Saved entries:
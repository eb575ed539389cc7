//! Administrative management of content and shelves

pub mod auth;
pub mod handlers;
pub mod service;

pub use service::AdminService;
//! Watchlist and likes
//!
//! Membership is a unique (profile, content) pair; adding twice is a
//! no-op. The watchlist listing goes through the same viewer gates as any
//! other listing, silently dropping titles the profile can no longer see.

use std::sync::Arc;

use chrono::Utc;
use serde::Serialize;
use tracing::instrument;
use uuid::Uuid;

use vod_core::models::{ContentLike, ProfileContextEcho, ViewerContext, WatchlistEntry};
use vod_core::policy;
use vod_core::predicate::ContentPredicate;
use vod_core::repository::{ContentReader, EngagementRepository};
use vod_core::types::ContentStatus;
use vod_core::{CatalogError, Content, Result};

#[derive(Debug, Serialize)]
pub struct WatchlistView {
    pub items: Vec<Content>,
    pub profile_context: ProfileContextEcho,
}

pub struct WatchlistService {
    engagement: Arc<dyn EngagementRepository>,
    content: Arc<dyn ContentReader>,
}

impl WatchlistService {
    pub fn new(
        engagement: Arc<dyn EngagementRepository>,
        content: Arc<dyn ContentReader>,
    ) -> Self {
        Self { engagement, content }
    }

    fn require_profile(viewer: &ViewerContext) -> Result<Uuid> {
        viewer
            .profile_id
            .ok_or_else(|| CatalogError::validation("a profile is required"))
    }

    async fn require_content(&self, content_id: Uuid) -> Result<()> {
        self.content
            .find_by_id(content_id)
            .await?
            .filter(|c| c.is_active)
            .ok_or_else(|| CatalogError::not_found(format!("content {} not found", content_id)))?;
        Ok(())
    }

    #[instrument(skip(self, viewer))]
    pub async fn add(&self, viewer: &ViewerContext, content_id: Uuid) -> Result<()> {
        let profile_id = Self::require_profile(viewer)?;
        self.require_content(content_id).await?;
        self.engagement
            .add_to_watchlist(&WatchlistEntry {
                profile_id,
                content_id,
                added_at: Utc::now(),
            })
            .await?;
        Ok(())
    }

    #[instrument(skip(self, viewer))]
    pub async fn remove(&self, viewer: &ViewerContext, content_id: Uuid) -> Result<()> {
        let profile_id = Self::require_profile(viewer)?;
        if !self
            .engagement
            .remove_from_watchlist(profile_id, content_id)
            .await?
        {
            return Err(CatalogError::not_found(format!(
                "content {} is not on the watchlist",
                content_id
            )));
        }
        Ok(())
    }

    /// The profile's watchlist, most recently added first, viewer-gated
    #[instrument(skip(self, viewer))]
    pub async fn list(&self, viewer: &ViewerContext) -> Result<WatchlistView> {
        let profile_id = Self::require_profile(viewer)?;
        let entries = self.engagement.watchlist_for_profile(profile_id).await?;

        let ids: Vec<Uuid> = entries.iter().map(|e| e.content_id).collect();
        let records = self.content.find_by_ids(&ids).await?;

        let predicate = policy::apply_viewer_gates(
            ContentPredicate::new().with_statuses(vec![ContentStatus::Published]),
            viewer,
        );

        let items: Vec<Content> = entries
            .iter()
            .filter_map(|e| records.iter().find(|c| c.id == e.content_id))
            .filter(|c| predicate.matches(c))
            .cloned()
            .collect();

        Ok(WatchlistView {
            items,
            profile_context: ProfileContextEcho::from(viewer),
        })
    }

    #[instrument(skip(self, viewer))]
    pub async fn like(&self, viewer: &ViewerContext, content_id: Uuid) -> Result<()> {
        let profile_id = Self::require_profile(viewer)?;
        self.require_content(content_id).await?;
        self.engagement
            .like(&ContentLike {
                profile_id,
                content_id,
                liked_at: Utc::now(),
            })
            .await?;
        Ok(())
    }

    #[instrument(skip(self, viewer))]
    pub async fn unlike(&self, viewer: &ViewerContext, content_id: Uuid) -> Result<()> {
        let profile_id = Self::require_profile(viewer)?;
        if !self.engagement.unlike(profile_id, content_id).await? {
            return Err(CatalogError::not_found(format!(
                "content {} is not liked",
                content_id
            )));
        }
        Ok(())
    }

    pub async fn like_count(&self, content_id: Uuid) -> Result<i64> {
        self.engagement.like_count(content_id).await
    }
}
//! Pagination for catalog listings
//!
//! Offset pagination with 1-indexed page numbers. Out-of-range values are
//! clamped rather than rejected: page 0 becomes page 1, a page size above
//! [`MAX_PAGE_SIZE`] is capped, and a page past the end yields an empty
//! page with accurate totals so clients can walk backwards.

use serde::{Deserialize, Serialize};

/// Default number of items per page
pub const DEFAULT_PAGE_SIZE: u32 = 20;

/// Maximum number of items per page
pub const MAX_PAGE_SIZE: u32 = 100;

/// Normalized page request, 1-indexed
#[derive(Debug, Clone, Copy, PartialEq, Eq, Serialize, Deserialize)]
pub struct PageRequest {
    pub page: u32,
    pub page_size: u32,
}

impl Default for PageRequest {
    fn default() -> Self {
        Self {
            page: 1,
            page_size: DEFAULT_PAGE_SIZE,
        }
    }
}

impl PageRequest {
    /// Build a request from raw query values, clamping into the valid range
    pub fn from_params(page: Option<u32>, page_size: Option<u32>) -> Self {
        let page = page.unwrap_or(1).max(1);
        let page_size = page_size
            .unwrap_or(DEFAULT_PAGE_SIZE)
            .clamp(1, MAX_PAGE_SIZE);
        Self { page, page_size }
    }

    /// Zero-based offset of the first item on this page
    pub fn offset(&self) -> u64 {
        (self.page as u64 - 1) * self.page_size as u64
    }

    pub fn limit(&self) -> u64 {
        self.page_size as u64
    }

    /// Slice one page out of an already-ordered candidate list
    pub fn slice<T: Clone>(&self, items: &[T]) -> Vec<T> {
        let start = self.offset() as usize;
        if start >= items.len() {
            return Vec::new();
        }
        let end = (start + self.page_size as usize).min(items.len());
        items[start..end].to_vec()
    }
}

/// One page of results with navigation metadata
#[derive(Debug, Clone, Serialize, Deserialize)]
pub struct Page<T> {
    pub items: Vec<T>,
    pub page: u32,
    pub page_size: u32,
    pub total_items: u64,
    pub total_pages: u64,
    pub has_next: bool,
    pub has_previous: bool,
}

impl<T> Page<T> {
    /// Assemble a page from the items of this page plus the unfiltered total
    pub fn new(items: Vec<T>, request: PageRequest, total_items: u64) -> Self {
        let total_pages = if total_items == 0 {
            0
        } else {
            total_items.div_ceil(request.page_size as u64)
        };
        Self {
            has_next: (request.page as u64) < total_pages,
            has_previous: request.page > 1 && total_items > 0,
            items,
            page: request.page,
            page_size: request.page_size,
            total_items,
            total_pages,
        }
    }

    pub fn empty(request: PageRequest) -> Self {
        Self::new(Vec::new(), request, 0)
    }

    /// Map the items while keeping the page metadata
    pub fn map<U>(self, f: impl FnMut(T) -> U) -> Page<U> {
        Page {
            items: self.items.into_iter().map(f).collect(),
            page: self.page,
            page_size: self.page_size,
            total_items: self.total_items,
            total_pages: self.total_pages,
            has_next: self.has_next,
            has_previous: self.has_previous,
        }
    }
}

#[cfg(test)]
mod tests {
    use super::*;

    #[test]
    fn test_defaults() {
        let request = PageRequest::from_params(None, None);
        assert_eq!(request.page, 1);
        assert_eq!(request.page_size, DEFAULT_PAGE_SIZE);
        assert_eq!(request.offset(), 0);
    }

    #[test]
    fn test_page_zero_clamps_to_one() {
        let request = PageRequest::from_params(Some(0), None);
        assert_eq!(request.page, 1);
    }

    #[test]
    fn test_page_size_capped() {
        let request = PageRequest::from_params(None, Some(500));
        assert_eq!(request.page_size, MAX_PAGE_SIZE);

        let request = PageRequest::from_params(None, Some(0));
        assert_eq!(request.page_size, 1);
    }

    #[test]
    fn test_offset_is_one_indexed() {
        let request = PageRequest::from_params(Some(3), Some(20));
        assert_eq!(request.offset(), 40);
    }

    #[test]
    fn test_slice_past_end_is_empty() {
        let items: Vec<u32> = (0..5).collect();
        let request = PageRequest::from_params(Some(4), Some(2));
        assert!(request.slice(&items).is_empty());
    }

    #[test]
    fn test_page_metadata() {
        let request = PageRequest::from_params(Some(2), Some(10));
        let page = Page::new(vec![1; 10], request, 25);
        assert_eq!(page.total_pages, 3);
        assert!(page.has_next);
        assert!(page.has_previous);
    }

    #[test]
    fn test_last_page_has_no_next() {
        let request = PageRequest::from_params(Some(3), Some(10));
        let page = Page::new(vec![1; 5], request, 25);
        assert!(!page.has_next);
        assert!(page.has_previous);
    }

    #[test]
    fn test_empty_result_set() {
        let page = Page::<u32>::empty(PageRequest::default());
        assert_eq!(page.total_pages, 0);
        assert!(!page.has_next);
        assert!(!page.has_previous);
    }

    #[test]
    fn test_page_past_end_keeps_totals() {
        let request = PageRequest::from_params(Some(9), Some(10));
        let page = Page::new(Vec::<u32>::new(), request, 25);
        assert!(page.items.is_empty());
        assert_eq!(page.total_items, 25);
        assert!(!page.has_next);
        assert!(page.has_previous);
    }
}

» Your assignment:
Of the lines above, output exactly those from the line bearing "gates as any" through the line bearing "use vod_core::policy;", inclusive.

» Exercise result:
//! no-op. The watchlist listing goes through the same viewer gates as any
//! other listing, silently dropping titles the profile can no longer see.

use std::sync::Arc;

use chrono::Utc;
use serde::Serialize;
use tracing::instrument;
use uuid::Uuid;

use vod_core::models::{ContentLike, ProfileContextEcho, ViewerContext, WatchlistEntry};
use vod_core::policy;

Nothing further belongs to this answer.